2.        The proposed use does not involve an increase in the amount of land designated for retailing and commercial activities in the 1994 Planning Scheme.

3.        Retailing has not remained static since the commencement of the 1994 Planning Scheme and retail uses of the kind proposed were not specifically contemplated by the Council at the time that the 1994 Planning Scheme was prepared.

4.        The proposed use is consistent with the scale and character of uses:

(a)       existing on the land and adjacent land;

(b)       contemplated for land included within the Commercial zone.

5.        The proposed use will meet all relevant development standards applicable to the development in the Commercial Zone.

6.        It is an appropriate planning outcome to co-locate the proposed use with retailing and commercial activities that require large floor areas.  Such facilities are not readily accommodated in stand alone shopping centres or the city heart, due to the area of land required, including the need for convenient parking facilities.

7.        Approval will authorise a popular and well-patronised retailer to lawfully trade from the land from which it has in the past, traded without unacceptable impacts.
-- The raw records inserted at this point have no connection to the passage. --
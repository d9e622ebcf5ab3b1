//! Supersampled raster pipeline.
//!
//! Every raster design is drawn with hard edges on a 2048×2048 RGBA canvas
//! and Lanczos-downsampled 4× to the 512×512 deliverable; the downsample is
//! what produces the anti-aliased final strokes. Each design is rendered
//! twice, once on opaque black and once on a fully transparent background.

pub mod draw;
pub mod stats;

use std::path::{Path, PathBuf};

use image::imageops::{self, FilterType};
use image::{Rgba, RgbaImage};
use log::debug;

use crate::error::Result;

/// Side length of the working canvas.
pub const SUPERSAMPLE: u32 = 2048;
/// Side length of the written PNG.
pub const OUTPUT: u32 = 512;
/// Canvas center coordinate.
pub const CENTER: f64 = (SUPERSAMPLE / 2) as f64;

// Stroke widths in supersampled pixels (~0.25× after downsampling).
pub const THIN: f64 = 5.0;
pub const NORMAL: f64 = 7.0;
pub const MEDIUM: f64 = 10.0;
pub const THICK: f64 = 14.0;

pub const WHITE: Rgba<u8> = Rgba([255, 255, 255, 255]);
pub const BLACK: Rgba<u8> = Rgba([0, 0, 0, 255]);
pub const CLEAR: Rgba<u8> = Rgba([0, 0, 0, 0]);

/// Translucent white; `alpha` outside `0..=255` is clamped.
pub fn white_a(alpha: i32) -> Rgba<u8> {
    Rgba([255, 255, 255, alpha.clamp(0, 255) as u8])
}

/// Background variant of a rendered design.
#[derive(Debug, Clone, Copy, PartialEq, Eq)]
pub enum Background {
    Dark,
    Transparent,
}

impl Background {
    pub fn fill(self) -> Rgba<u8> {
        match self {
            Background::Dark => BLACK,
            Background::Transparent => CLEAR,
        }
    }

    /// File-name suffix for this variant.
    pub fn suffix(self) -> &'static str {
        match self {
            Background::Dark => "dark",
            Background::Transparent => "transparent",
        }
    }

    pub fn both() -> [Background; 2] {
        [Background::Dark, Background::Transparent]
    }
}

/// The in-memory working canvas.
///
/// Pixel writes replace the stored value outright (no source-over blending);
/// translucent strokes only mix with the background during the downsample.
pub struct Canvas {
    img: RgbaImage,
}

impl Canvas {
    pub fn new(bg: Background) -> Self {
        Self {
            img: RgbaImage::from_pixel(SUPERSAMPLE, SUPERSAMPLE, bg.fill()),
        }
    }

    pub(crate) fn put(&mut self, x: i64, y: i64, color: Rgba<u8>) {
        if x >= 0 && y >= 0 && (x as u32) < SUPERSAMPLE && (y as u32) < SUPERSAMPLE {
            self.img.put_pixel(x as u32, y as u32, color);
        }
    }

    /// Downsample to the deliverable size.
    pub fn into_output(self) -> RgbaImage {
        downsample(&self.img, OUTPUT)
    }
}

/// Lanczos downsample to a square, one axis per pass with an 8-bit
/// intermediate.
///
/// Channel values of 10 or less in the result are side-lobe tails of the
/// filter, not stroke coverage, and are cleared. The faintest strokes then
/// keep the same footprint on opaque black as on a transparent background
/// instead of trailing a wider lit skirt on the dark variant.
pub(crate) fn downsample(img: &RgbaImage, size: u32) -> RgbaImage {
    let columns = imageops::resize(img, size, img.height(), FilterType::Lanczos3);
    let mut out = imageops::resize(&columns, size, size, FilterType::Lanczos3);
    for p in out.pixels_mut() {
        for channel in p.0.iter_mut() {
            if *channel <= 10 {
                *channel = 0;
            }
        }
    }
    out
}

/// Render one design as its dark + transparent pair and write both PNGs.
///
/// Returns the two written paths, dark first.
pub fn render_pair<F>(out_dir: &Path, name: &str, draw: F) -> Result<Vec<PathBuf>>
where
    F: Fn(&mut Canvas),
{
    let mut written = Vec::with_capacity(2);
    for bg in Background::both() {
        let mut canvas = Canvas::new(bg);
        draw(&mut canvas);
        let path = out_dir.join(format!("{}_{}.png", name, bg.suffix()));
        canvas.into_output().save(&path)?;
        debug!("wrote {}", path.display());
        written.push(path);
    }
    Ok(written)
}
8.        Existing retailing and commercial activities on the land and on adjacent land, are likely to derive benefits from the attraction of consumers to the proposed use.

9.        The proposed use will:

(a)       provide choice and convenience to persons of limited means;

(b)       meet a need that exists for retail facilities of that character.

10.      The proposed use adds to the choice of shopping venues and will introduce competition in discount retailing to the benefit of consumers.

11.      The proposed use will be a significant employment generator.

12.      It is not alleged that the proposed use will create unacceptable economic impacts.

13.      It is not alleged that the proposed use will create unacceptable carparking or traffic impacts.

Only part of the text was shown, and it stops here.